WHAT IS BEING ASKED:
Please copy each line of the records below that includes the word "await".
---------------
//! 地標批次評估與單點精修報告
//!
//! 批次評估不呼叫推理服務，只量測兩個圖資來源之間的原始誤差。

use crate::domain::model::{CorrectionIteration, Coordinate};
use crate::domain::ports::ReasoningService;
use crate::engine::geodesy::{distance_m, harness_score, rmse_m};
use crate::engine::refinement::{RefinementLoop, RefinementRequest, RefinementStatus};
use crate::utils::error::{GeoError, Result};
use serde::{Deserialize, Serialize};
use std::path::Path;

/// 地面真值比對容許誤差（度）
pub const GROUND_TRUTH_TOLERANCE_DEG: f64 = 1e-4;
pub const SUB_FIVE_METER_THRESHOLD: f64 = 5.0;

/// 找不到對應地標時使用的假地面真值偏移
const DUMMY_LAT_NUDGE: f64 = 0.00001;
const DUMMY_LNG_NUDGE: f64 = -0.00001;

#[derive(Debug, Clone, PartialEq, Serialize, Deserialize)]
pub struct Landmark {
    pub name: String,
    pub google_coords: Coordinate,
    pub naver_coords: Coordinate,
}

pub fn load_landmarks(path: impl AsRef<Path>) -> Result<Vec<Landmark>> {
    let path = path.as_ref();
    let content = std::fs::read_to_string(path)?;
    let landmarks: Vec<Landmark> = serde_json::from_str(&content)?;
    tracing::info!("📍 Loaded {} landmarks from {}", landmarks.len(), path.display());
    Ok(landmarks)
}

#[derive(Debug, Clone, PartialEq, Serialize)]
pub struct GroundTruth {
    pub position: Coordinate,
    pub source: String,
}

/// 兩軸都在容許誤差內的第一個地標提供地面真值；否則回傳 `None`
pub fn find_ground_truth(point: Coordinate, landmarks: &[Landmark]) -> Option<GroundTruth> {
    landmarks
        .iter()
        .find(|lm| {
            (lm.google_coords.lat() - point.lat()).abs() < GROUND_TRUTH_TOLERANCE_DEG
                && (lm.google_coords.lng() - point.lng()).abs() < GROUND_TRUTH_TOLERANCE_DEG
        })
        .map(|lm| GroundTruth {
            position: lm.naver_coords,
            source: lm.name.clone(),
        })
}

/// 地標比對不到時以微小偏移當作地面真值
pub fn ground_truth_or_dummy(point: Coordinate, landmarks: &[Landmark]) -> GroundTruth {
    find_ground_truth(point, landmarks).unwrap_or_else(|| GroundTruth {
        position: point.offset(DUMMY_LAT_NUDGE, DUMMY_LNG_NUDGE),
        source: "dummy".to_string(),
    })
}

#[derive(Debug, Clone, PartialEq, Serialize)]
pub struct LandmarkScore {
    pub label: String,
    pub rmse_m: f64,
    pub harness_score: u8,
}

#[derive(Debug, Clone, PartialEq, Serialize)]
pub struct BatchSummary {
    pub total: usize,
    pub avg_rmse_m: f64,
    pub max_rmse_m: f64,
    pub min_rmse_m: f64,
    pub avg_harness_score: f64,
    pub all_under_5m: bool,
}

#[derive(Debug, Clone, PartialEq, Serialize)]
pub struct BatchReport {
    pub results: Vec<LandmarkScore>,
    pub summary: BatchSummary,
}

pub fn evaluate_landmarks(landmarks: &[Landmark]) -> Result<BatchReport> {
    if landmarks.is_empty() {
        return Err(GeoError::EmptyInput {
            what: "landmark set".to_string(),
        });
    }

    let mut results = Vec::with_capacity(landmarks.len());
    for lm in landmarks {
        let rmse = rmse_m(&[lm.google_coords], &[lm.naver_coords])?;
        results.push(LandmarkScore {
            label: lm.name.clone(),
            rmse_m: rmse,
            harness_score: harness_score(rmse),
        });
    }

    let count = results.len() as f64;
    let total_rmse: f64 = results.iter().map(|r| r.rmse_m).sum();
    let total_score: f64 = results.iter().map(|r| f64::from(r.harness_score)).sum();
    let summary = BatchSummary {
        total: results.len(),
        avg_rmse_m: total_rmse / count,
        max_rmse_m: results.iter().map(|r| r.rmse_m).fold(f64::MIN, f64::max),
        min_rmse_m: results.iter().map(|r| r.rmse_m).fold(f64::MAX, f64::min),
        avg_harness_score: total_score / count,
        all_under_5m: results.iter().all(|r| r.rmse_m < SUB_FIVE_METER_THRESHOLD),
    };

    tracing::info!(
        "📊 Evaluated {} landmarks: avg RMSE {:.2}m, avg score {:.1}",
        summary.total,
        summary.avg_rmse_m,
        summary.avg_harness_score
    );
    Ok(BatchReport { results, summary })
}

#[derive(Debug, Clone, PartialEq, Serialize)]
pub struct HarnessReport {
    pub rmse_before_m: f64,
    pub rmse_after_m: f64,
    pub harness_score: u8,
    pub iterations: usize,
    pub corrections: Vec<CorrectionIteration>,
    pub reasoning: Option<String>,
    pub status: RefinementStatus,
}

/// 先量測初始誤差，再跑精修迴圈。沒有設定推理服務時只回報初始誤差。
pub struct HarnessRunner<R: ReasoningService> {
    refinement: Option<RefinementLoop<R>>,
    max_iterations: u32,
}

impl<R: ReasoningService> HarnessRunner<R> {
    pub fn new(refinement: Option<RefinementLoop<R>>, max_iterations: u32) -> Self {
        Self {
            refinement,
            max_iterations,
        }
    }

    pub async fn run(&self, label: &str, point: Coordinate, ground_truth: Coordinate) -> HarnessReport {
        let request =
            RefinementRequest::new(label, point, ground_truth).with_max_iterations(self.max_iterations);

        let Some(refinement) = &self.refinement else {
            tracing::warn!("No reasoning service configured, reporting baseline only");
            let baseline = distance_m(point, ground_truth);
            return HarnessReport {
                rmse_before_m: baseline,
                rmse_after_m: baseline,
                harness_score: harness_score(baseline),
                iterations: 0,
                corrections: Vec::new(),
                reasoning: None,
                status: RefinementStatus::Skipped,
            };
        };

        let before = refinement.run(&request.baseline()).await;
        let after = refinement.run(&request).await;

        HarnessReport {
            rmse_before_m: before.final_error_m,
            rmse_after_m: after.final_error_m,
            harness_score: after.harness_score,
            iterations: after.iterations.len(),
            corrections: after.iterations,
            reasoning: after.reasoning,
            status: after.status,
        }
    }
}

#[cfg(test)]
mod tests {
    use super::*;
    use crate::utils::error::ReasoningFailure;
    use async_trait::async_trait;
    use std::io::Write;
    use tempfile::NamedTempFile;

    struct NeverCalled;

    #[async_trait]
    impl ReasoningService for NeverCalled {
        async fn generate(&self, _s: &str, _u: &str) -> std::result::Result<String, ReasoningFailure> {
            Err(ReasoningFailure::EmptyResponse)
        }
    }

    fn landmark(name: &str, google: (f64, f64), naver: (f64, f64)) -> Landmark {
        Landmark {
            name: name.to_string(),
            google_coords: Coordinate::unchecked(google.0, google.1),
            naver_coords: Coordinate::unchecked(naver.0, naver.1),
        }
    }

    #[test]
    fn test_load_landmarks_from_json() {
        let mut file = NamedTempFile::new().unwrap();
        write!(
            file,
            r#"[{{"name": "서울숲", "google_coords": {{"lat": 37.5444, "lng": 127.0374}},
                 "naver_coords": {{"lat": 37.5445, "lng": 127.0375}}}}]"#
        )
        .unwrap();

        let landmarks = load_landmarks(file.path()).unwrap();
        assert_eq!(landmarks.len(), 1);
        assert_eq!(landmarks[0].name, "서울숲");
        assert_eq!(landmarks[0].naver_coords.lng(), 127.0375);
    }

    #[test]
    fn test_empty_landmark_set_is_rejected() {
        assert!(matches!(evaluate_landmarks(&[]), Err(GeoError::EmptyInput { .. })));
    }

    #[test]
    fn test_batch_summary() {
        let landmarks = vec![
            landmark("identical", (37.5444, 127.0374), (37.5444, 127.0374)),
            // 緯度差 0.0001° ≈ 11.1m
            landmark("shifted", (37.5000, 127.0000), (37.5001, 127.0000)),
        ];
        let report = evaluate_landmarks(&landmarks).unwrap();

        assert_eq!(report.summary.total, 2);
        assert_eq!(report.summary.min_rmse_m, 0.0);
        assert!((report.summary.max_rmse_m - 11.1195).abs() < 1e-3);
        assert!(!report.summary.all_under_5m);
        assert_eq!(report.results[0].harness_score, 100);
        assert_eq!(report.results[1].harness_score, 0);
        assert_eq!(report.summary.avg_harness_score, 50.0);
    }

    #[test]
    fn test_ground_truth_lookup_tolerance() {
        let landmarks = vec![landmark("성수역", (37.5446, 127.0559), (37.5447, 127.0560))];

        let hit = find_ground_truth(Coordinate::unchecked(37.54465, 127.05595), &landmarks).unwrap();
        assert_eq!(hit.source, "성수역");
        assert_eq!(hit.position, Coordinate::unchecked(37.5447, 127.0560));

        assert!(find_ground_truth(Coordinate::unchecked(37.5448, 127.0559), &landmarks).is_none());

        let dummy = ground_truth_or_dummy(Coordinate::unchecked(37.5, 127.0), &landmarks);
        assert_eq!(dummy.source, "dummy");
    }

    #[tokio::test]
    async fn test_runner_without_service_reports_skipped_baseline() {
        let runner: HarnessRunner<NeverCalled> = HarnessRunner::new(None, 2);
        let start = Coordinate::unchecked(37.5000, 127.0000);
        let truth = Coordinate::unchecked(37.5001, 127.0000);
        let report = runner.run("API Request Point", start, truth).await;

        assert_eq!(report.status, RefinementStatus::Skipped);
        assert_eq!(report.iterations, 0);
        assert_eq!(report.rmse_before_m, report.rmse_after_m);
        assert!(report.rmse_before_m > 11.0);
    }

    #[tokio::test]
    async fn test_runner_reports_service_failure() {
        let runner = HarnessRunner::new(Some(RefinementLoop::new(NeverCalled)), 2);
        let start = Coordinate::unchecked(37.5000, 127.0000);
        let truth = Coordinate::unchecked(37.5001, 127.0000);
        let report = runner.run("API Request Point", start, truth).await;

        assert_eq!(report.status, RefinementStatus::TimeoutOrError);
        assert_eq!(report.iterations, 0);
        assert!((report.rmse_before_m - report.rmse_after_m).abs() < 1e-9);
    }
}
---------------
REPLY:
        let before = refinement.run(&request.baseline()).await;
        let after = refinement.run(&request).await;
        let report = runner.run("API Request Point", start, truth).await;
        let report = runner.run("API Request Point", start, truth).await;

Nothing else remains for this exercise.